(Records drawn from a dataset)
▼
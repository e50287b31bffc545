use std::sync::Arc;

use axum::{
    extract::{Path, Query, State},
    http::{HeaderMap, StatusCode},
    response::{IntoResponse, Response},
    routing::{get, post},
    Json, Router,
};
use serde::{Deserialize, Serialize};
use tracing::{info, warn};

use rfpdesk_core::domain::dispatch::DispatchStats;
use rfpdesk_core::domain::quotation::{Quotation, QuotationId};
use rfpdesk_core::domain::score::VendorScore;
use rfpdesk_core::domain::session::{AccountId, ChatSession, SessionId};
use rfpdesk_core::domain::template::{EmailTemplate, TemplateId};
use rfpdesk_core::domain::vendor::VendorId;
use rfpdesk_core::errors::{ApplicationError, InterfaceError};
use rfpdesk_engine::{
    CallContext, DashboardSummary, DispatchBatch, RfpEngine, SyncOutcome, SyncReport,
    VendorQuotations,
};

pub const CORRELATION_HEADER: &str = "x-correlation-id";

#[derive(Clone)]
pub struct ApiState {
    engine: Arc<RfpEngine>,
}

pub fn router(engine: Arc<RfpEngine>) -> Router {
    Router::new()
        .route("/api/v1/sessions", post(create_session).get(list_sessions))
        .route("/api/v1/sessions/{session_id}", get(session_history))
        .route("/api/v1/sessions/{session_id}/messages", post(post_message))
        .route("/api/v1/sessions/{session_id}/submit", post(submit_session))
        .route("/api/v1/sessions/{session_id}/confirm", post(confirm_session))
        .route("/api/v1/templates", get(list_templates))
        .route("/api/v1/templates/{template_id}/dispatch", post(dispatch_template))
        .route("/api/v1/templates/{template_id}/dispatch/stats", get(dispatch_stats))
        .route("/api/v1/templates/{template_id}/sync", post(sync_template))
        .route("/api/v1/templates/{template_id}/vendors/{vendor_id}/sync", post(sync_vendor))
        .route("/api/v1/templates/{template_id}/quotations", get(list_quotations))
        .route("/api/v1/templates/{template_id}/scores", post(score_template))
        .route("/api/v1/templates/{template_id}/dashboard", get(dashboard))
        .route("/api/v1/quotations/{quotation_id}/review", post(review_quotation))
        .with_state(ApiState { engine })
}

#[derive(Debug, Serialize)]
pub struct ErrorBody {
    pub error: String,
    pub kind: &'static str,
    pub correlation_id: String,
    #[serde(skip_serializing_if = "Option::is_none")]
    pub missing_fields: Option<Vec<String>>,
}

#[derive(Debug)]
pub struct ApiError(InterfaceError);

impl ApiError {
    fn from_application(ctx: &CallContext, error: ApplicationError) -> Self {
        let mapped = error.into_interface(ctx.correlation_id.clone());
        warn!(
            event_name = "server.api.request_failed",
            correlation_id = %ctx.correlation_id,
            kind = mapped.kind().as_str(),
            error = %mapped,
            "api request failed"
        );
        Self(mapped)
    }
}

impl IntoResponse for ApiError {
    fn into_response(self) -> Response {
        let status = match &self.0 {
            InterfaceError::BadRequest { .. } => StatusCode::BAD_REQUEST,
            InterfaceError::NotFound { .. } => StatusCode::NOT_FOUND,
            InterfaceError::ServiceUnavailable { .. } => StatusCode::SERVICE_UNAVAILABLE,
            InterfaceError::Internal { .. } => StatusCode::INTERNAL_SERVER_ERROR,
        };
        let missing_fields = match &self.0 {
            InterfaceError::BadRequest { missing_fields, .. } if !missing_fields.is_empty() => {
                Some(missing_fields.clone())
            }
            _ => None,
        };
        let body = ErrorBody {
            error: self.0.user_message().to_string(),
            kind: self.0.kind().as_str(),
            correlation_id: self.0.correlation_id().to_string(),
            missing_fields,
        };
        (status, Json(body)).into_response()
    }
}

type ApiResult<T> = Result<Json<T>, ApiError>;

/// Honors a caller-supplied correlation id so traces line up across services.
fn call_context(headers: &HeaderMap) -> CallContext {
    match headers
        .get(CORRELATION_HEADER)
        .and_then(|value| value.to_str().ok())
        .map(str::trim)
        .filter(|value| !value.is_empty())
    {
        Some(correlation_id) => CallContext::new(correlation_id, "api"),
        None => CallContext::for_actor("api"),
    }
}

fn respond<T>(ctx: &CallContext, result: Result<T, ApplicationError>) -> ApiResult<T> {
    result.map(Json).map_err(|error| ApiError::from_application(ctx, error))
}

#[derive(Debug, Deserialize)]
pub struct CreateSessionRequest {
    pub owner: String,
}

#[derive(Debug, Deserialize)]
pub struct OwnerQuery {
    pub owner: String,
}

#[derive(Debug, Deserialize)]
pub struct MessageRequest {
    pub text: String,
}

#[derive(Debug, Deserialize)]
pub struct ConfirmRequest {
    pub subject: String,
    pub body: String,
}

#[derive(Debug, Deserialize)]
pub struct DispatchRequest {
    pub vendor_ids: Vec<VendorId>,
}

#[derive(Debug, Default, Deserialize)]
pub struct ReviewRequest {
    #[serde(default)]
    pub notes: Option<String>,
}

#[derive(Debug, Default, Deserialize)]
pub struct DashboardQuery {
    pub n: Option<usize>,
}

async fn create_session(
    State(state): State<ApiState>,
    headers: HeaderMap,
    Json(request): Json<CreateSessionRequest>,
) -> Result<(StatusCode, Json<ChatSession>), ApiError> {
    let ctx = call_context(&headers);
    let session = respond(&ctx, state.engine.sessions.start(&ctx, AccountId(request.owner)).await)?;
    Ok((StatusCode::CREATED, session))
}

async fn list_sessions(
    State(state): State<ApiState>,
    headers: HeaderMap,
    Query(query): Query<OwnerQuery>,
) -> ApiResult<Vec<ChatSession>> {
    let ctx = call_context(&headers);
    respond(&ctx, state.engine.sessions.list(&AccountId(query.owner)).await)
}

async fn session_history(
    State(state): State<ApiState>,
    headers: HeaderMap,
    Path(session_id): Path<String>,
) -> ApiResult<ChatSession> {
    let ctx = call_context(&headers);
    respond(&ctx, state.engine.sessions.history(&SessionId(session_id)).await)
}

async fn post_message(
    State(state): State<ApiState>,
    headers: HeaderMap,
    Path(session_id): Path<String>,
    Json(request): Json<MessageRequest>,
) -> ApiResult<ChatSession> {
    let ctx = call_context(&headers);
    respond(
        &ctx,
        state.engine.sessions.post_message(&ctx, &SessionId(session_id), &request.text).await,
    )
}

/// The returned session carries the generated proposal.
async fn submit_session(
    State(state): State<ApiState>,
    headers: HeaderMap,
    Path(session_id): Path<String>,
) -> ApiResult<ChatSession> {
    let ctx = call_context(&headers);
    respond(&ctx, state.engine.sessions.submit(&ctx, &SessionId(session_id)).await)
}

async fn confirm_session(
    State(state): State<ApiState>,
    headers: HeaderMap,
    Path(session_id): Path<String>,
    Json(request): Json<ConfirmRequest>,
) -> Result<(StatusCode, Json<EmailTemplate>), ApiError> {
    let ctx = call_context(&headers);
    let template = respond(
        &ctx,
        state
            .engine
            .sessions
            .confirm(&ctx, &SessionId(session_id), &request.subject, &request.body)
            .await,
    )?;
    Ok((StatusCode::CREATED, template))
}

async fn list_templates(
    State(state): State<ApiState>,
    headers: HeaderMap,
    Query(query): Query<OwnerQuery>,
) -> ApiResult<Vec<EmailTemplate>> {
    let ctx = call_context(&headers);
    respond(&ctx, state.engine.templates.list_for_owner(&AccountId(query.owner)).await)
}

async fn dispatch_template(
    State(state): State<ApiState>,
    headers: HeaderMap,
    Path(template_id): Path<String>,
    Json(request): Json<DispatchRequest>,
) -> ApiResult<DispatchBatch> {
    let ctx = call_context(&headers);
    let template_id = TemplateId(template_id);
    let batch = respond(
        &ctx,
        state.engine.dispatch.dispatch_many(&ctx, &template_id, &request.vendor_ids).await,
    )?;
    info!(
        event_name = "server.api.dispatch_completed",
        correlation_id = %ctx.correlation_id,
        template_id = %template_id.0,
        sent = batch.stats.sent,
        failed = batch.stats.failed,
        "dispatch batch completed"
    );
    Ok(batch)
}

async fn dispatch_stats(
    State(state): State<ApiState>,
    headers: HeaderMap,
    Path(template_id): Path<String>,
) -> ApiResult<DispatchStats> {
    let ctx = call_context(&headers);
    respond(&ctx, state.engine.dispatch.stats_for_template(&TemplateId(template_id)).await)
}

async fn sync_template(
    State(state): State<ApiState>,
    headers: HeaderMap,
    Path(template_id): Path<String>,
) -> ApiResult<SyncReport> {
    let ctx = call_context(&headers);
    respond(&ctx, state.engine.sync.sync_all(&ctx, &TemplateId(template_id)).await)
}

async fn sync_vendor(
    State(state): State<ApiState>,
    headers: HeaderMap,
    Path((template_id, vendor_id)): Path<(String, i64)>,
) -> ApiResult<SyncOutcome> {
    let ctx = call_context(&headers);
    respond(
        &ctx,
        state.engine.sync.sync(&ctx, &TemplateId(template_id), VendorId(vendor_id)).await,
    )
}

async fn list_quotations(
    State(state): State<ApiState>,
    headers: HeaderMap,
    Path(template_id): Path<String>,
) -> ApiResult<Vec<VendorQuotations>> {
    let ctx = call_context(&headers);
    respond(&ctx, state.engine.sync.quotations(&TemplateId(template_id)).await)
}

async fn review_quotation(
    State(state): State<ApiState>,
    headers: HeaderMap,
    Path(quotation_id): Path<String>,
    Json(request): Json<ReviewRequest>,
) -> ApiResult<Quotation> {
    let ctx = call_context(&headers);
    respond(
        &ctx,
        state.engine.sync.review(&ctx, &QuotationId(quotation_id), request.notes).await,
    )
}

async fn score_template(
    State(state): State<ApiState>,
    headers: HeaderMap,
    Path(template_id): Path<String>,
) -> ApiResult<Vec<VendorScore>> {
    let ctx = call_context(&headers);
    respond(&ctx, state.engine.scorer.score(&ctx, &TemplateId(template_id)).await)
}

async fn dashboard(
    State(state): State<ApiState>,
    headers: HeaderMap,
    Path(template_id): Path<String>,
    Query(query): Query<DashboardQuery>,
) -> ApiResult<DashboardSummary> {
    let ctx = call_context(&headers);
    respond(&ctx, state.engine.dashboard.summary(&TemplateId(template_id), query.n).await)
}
▲
▼
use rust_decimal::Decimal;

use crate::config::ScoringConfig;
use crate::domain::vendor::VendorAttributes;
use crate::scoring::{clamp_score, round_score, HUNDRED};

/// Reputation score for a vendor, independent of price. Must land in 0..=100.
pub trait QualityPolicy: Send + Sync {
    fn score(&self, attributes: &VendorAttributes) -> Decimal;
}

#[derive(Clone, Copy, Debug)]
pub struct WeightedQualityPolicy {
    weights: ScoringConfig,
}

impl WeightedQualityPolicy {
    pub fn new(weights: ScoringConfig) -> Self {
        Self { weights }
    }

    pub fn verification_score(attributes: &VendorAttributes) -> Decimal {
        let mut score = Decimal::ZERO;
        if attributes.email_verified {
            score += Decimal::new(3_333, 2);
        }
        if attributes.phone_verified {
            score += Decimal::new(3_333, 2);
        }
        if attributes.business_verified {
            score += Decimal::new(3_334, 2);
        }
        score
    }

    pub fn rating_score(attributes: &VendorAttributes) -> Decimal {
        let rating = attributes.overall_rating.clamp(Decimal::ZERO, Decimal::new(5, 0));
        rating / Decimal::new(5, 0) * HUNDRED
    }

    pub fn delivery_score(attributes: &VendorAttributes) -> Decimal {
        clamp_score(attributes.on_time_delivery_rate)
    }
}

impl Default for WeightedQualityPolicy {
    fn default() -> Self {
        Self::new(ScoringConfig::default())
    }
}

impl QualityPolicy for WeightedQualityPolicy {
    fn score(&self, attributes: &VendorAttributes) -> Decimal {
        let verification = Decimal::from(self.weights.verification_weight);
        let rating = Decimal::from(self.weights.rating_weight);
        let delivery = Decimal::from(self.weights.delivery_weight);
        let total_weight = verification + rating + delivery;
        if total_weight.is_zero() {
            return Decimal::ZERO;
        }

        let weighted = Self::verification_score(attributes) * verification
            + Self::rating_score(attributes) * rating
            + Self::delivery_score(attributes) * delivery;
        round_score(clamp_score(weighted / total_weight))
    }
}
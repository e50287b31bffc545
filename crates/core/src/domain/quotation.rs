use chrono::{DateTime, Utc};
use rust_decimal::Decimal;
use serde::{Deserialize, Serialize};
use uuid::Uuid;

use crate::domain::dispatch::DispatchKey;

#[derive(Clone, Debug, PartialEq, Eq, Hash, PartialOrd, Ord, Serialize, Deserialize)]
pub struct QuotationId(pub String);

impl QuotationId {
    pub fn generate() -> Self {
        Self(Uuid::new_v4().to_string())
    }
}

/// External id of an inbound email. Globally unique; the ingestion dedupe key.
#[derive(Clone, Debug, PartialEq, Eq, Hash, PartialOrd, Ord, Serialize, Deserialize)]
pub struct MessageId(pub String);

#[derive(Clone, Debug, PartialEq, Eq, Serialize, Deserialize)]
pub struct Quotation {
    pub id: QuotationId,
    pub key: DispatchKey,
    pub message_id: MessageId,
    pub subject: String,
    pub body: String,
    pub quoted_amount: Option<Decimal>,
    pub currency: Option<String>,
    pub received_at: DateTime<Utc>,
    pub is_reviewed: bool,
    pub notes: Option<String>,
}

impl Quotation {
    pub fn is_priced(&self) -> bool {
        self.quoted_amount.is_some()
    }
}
▲
(Your goal) Whenever a line above has the word "Router" in it, copy that line.

(Exercise output)
    Json, Router,
pub fn router(engine: Arc<RfpEngine>) -> Router {
    Router::new()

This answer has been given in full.